AIM OF THE EXERCISE
Under this line are the records; write out word for word the part that begins at the line containing "repository c8aafbbc121c109a" and ends at the line containing "use super::prediction::VerdictCategory;", and no more.

DATA TO PROCESS
——————

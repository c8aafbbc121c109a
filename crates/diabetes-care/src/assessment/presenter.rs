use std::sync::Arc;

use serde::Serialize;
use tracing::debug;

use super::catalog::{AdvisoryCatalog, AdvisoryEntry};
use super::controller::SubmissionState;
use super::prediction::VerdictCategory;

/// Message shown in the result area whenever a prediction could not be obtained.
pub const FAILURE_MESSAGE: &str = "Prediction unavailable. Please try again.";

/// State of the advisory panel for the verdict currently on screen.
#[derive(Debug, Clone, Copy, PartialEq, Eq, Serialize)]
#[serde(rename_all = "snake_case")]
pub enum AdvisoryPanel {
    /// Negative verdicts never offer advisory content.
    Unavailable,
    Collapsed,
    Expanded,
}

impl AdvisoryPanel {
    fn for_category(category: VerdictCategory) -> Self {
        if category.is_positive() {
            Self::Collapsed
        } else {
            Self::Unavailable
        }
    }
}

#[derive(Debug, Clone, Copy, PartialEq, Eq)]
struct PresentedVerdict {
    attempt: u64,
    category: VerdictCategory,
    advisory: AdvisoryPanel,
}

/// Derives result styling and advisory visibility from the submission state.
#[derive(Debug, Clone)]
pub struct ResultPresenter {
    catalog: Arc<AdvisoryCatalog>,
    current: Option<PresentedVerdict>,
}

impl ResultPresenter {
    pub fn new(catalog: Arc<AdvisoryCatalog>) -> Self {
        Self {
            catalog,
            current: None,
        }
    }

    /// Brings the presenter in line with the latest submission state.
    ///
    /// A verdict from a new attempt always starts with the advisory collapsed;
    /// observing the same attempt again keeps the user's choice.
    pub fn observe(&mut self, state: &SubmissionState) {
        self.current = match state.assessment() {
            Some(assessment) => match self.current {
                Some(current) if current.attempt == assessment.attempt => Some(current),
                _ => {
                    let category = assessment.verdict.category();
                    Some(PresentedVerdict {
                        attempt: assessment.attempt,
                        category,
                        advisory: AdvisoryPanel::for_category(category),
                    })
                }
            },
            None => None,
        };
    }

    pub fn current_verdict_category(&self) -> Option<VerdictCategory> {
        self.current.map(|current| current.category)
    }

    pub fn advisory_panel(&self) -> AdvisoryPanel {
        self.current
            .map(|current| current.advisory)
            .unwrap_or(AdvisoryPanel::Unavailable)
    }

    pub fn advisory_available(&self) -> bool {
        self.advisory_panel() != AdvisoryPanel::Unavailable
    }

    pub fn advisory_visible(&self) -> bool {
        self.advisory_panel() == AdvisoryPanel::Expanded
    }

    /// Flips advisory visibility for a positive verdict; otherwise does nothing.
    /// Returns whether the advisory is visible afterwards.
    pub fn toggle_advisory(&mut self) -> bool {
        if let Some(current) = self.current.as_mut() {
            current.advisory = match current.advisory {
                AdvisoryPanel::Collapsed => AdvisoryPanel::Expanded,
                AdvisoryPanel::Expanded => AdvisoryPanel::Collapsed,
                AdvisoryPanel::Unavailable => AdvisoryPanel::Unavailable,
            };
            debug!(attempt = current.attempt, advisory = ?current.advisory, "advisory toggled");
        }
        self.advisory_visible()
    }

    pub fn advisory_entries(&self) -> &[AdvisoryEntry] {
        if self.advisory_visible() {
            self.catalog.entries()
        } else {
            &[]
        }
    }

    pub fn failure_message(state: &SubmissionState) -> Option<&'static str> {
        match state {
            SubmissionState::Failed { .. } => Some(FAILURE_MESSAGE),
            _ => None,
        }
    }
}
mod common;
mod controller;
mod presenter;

——————

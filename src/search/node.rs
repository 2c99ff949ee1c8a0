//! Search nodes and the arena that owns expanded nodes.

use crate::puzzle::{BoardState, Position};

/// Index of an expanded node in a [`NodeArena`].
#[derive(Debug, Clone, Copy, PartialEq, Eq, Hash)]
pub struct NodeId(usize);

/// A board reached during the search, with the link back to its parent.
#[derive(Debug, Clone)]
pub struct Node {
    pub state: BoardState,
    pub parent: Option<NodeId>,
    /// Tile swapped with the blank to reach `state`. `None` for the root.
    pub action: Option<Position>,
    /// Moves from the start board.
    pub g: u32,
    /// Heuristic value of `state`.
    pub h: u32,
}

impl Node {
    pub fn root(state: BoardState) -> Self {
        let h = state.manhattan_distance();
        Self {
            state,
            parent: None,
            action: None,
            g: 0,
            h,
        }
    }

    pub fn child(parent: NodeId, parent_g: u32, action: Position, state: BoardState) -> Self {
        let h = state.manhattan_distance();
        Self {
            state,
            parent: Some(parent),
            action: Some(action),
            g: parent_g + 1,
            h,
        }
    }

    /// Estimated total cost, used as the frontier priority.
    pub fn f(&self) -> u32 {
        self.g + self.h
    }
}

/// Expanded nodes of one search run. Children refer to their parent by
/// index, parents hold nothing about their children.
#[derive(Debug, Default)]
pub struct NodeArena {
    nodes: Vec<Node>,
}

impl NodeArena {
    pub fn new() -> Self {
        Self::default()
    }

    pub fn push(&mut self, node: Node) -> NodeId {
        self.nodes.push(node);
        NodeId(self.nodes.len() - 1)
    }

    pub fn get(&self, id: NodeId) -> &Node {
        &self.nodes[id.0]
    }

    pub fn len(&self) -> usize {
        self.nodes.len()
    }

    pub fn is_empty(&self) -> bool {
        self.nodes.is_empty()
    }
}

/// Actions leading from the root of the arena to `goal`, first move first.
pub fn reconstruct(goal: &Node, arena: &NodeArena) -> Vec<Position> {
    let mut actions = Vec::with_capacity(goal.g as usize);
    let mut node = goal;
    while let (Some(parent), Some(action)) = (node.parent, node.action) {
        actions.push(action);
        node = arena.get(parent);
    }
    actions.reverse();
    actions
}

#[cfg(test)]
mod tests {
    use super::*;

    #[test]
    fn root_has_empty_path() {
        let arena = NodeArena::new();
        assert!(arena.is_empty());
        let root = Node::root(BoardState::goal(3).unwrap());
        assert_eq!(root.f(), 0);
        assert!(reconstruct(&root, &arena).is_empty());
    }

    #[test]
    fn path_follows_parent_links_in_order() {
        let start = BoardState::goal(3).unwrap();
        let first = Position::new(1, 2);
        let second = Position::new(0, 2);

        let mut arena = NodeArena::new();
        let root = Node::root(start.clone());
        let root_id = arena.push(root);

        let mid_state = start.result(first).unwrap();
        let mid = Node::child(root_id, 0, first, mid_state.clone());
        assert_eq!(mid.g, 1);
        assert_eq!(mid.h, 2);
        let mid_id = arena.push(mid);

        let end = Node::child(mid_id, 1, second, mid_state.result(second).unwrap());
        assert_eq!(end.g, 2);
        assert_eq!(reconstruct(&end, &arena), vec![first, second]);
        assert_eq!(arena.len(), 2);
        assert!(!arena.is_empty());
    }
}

——————

EXERCISE SOLUTION
repository c8aafbbc121c109a
filename crates/diabetes-care/src/assessment/presenter.rs
use std::sync::Arc;

use serde::Serialize;
use tracing::debug;

use super::catalog::{AdvisoryCatalog, AdvisoryEntry};
use super::controller::SubmissionState;
use super::prediction::VerdictCategory;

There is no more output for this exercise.